Court Opinion

ID: 6406807
Source: CourtListenerOpinion
Date Created: 2022-06-25 11:49:36.271516+00
Date Added: 2024-06-11T15:51:14.306207
License: Public Domain

Putnam J.
delivered the opinion of the Court. The general rule in trover, that the measure of damages is the value of the articles at the time of the conversion, with interest until the time of the verdict, is established in this Commonwealth. Kennedy v. Whitwell, 4 Pick. 466. We are aware that it has been ruled differently by Abbott C. J., in Greening v. Wilkinson, 1 Carr. & P. 625 ; where he held, that the jury might find the value at any subsequent time. But we adhere to the value at the time, as a rule which works well: and its certainty is quite an equivalent for its occasional want of perfect exactness.
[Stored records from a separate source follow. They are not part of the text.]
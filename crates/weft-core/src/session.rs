// Session projection and lifecycle
//
// Session is the mutable projection of one execution session. Its status is
// driven by folding ledger events in timestamp order, so the projection is
// reproducible from the event sequence alone. Step and unknown events never
// change status.

use chrono::{DateTime, Utc};
use serde::{Deserialize, Serialize};
use serde_json::Value;
use uuid::Uuid;

use crate::event::{EventType, SessionEvent};

/// Session status
#[derive(Debug, Clone, Copy, Serialize, Deserialize, PartialEq, Eq)]
#[serde(rename_all = "lowercase")]
pub enum SessionStatus {
    Pending,
    Running,
    Completed,
    Failed,
}

impl SessionStatus {
    /// Terminal statuses accept no further transitions within a turn
    pub fn is_terminal(&self) -> bool {
        matches!(self, SessionStatus::Completed | SessionStatus::Failed)
    }
}

impl std::fmt::Display for SessionStatus {
    fn fmt(&self, f: &mut std::fmt::Formatter<'_>) -> std::fmt::Result {
        match self {
            SessionStatus::Pending => write!(f, "pending"),
            SessionStatus::Running => write!(f, "running"),
            SessionStatus::Completed => write!(f, "completed"),
            SessionStatus::Failed => write!(f, "failed"),
        }
    }
}

impl From<&str> for SessionStatus {
    fn from(s: &str) -> Self {
        match s {
            "running" => SessionStatus::Running,
            "completed" => SessionStatus::Completed,
            "failed" => SessionStatus::Failed,
            _ => SessionStatus::Pending,
        }
    }
}

/// Kind of query the agent executes for a session
#[derive(Debug, Clone, Copy, Serialize, Deserialize, PartialEq, Eq, Default)]
#[serde(rename_all = "lowercase")]
pub enum QueryType {
    #[default]
    Chat,
    Research,
    Docs,
}

impl std::fmt::Display for QueryType {
    fn fmt(&self, f: &mut std::fmt::Formatter<'_>) -> std::fmt::Result {
        match self {
            QueryType::Chat => write!(f, "chat"),
            QueryType::Research => write!(f, "research"),
            QueryType::Docs => write!(f, "docs"),
        }
    }
}

impl From<&str> for QueryType {
    fn from(s: &str) -> Self {
        match s {
            "research" => QueryType::Research,
            "docs" => QueryType::Docs,
            _ => QueryType::Chat,
        }
    }
}

/// Response to session creation / message posting; carries the stream URL
/// the caller should subscribe to
#[derive(Debug, Clone, Serialize, Deserialize)]
pub struct CreatedSession {
    pub session_id: Uuid,
    pub status: SessionStatus,
    pub created_at: DateTime<Utc>,
    pub stream_url: String,
}

/// Mutable projection of one execution session
#[derive(Debug, Clone, Serialize)]
pub struct Session {
    pub session_id: Uuid,
    /// Initiating query; known only client-side (the status endpoint does
    /// not echo it back), empty when attaching to a foreign session
    pub query: String,
    pub query_type: QueryType,
    pub status: SessionStatus,
    pub created_at: DateTime<Utc>,
    #[serde(skip_serializing_if = "Option::is_none")]
    pub started_at: Option<DateTime<Utc>>,
    #[serde(skip_serializing_if = "Option::is_none")]
    pub completed_at: Option<DateTime<Utc>>,
    #[serde(skip_serializing_if = "Option::is_none")]
    pub execution_time: Option<f64>,
    #[serde(skip_serializing_if = "Option::is_none")]
    pub result: Option<Value>,
    #[serde(skip_serializing_if = "Option::is_none")]
    pub error: Option<String>,
}

impl Session {
    /// Client-side placeholder shown while the create request is in flight.
    /// Carries a temporary local id until the server assigns the real one.
    pub fn placeholder(query: impl Into<String>, query_type: QueryType) -> Self {
        Self {
            session_id: Uuid::now_v7(),
            query: query.into(),
            query_type,
            status: SessionStatus::Pending,
            created_at: Utc::now(),
            started_at: None,
            completed_at: None,
            execution_time: None,
            result: None,
            error: None,
        }
    }

    pub fn is_terminal(&self) -> bool {
        self.status.is_terminal()
    }

    /// Fold one event into the projection.
    ///
    /// `pending -> running -> {completed, failed}`, with the re-entrant edge
    /// back to running when a later user_message/session_started pair opens
    /// a new turn. Call in ledger (timestamp) order.
    pub fn apply_event(&mut self, event: &SessionEvent) {
        match &event.event_type {
            EventType::SessionStarted => {
                self.status = SessionStatus::Running;
                if self.started_at.is_none() {
                    self.started_at = Some(event.timestamp);
                }
            }
            EventType::SessionCompleted => {
                self.status = SessionStatus::Completed;
                self.completed_at = Some(event.timestamp);
                self.result = event.output.clone();
            }
            EventType::SessionFailed => {
                self.status = SessionStatus::Failed;
                self.completed_at = Some(event.timestamp);
                self.error = event.error.clone();
            }
            EventType::UserMessage => {
                // A user message after a terminal state opens the next turn;
                // the paired session_started then moves it to running.
                if self.status.is_terminal() {
                    self.status = SessionStatus::Pending;
                }
            }
            EventType::StepUpdate | EventType::StepCompleted | EventType::Unknown(_) => {}
        }
    }
}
It is also well settled, that if the property for which the action is brought should be returned to and received by the plaintiff, it shall go in mitigation of damages. But if it became subjected to a charge after the conversion and before it was returned ; if, for example, the conversion were of a watch, which the defendant threw into a well, and the plaintiff hired a man to descend into the well and get it, the expense of reclaiming it should be deducted from the value, when returned. It is the charge that regulates the damages, as Thompson J. said in Murray v. Burling, 10 Johns. R. 176. As where one takes another’s horse and leaves him a* an inn, and the owner reclaims him, subject to the charge for his keeping. The damages are for the injury suffered, notwithstanding the owner has regained his property.
And we do not think this comes within the rule of not allowing counsel fees. The fee bill is to be considered as the legal compensation for the costs.
*4So that the true question is, whether the property for which this action was brought, and which has been returned and accepted, came into the hands of the plaintiffs subject to the charge of the reward offered by the plaintiffs.
It is contended for the defendant, that this would give to the plaintiffs a power to increase the damages at their discretion. And we know no reason, in the case, why it should not be so, confining the plaintiffs to the exercise of a sound discretion. The jury have settled that matter, and found that the reward was reasonable. We are therefore to presume that it was offered under a belief that it was necessary, and not with a view to oppress the defendants. The plaintiffs became liable to pay the reward on the production of the money which had been converted by the defendant, and so the instruction to the jury, that they should deduct the reward from the amount returned, was in our opinion correct.
Let the judgment be entered for the plaintiffs according to the verdict.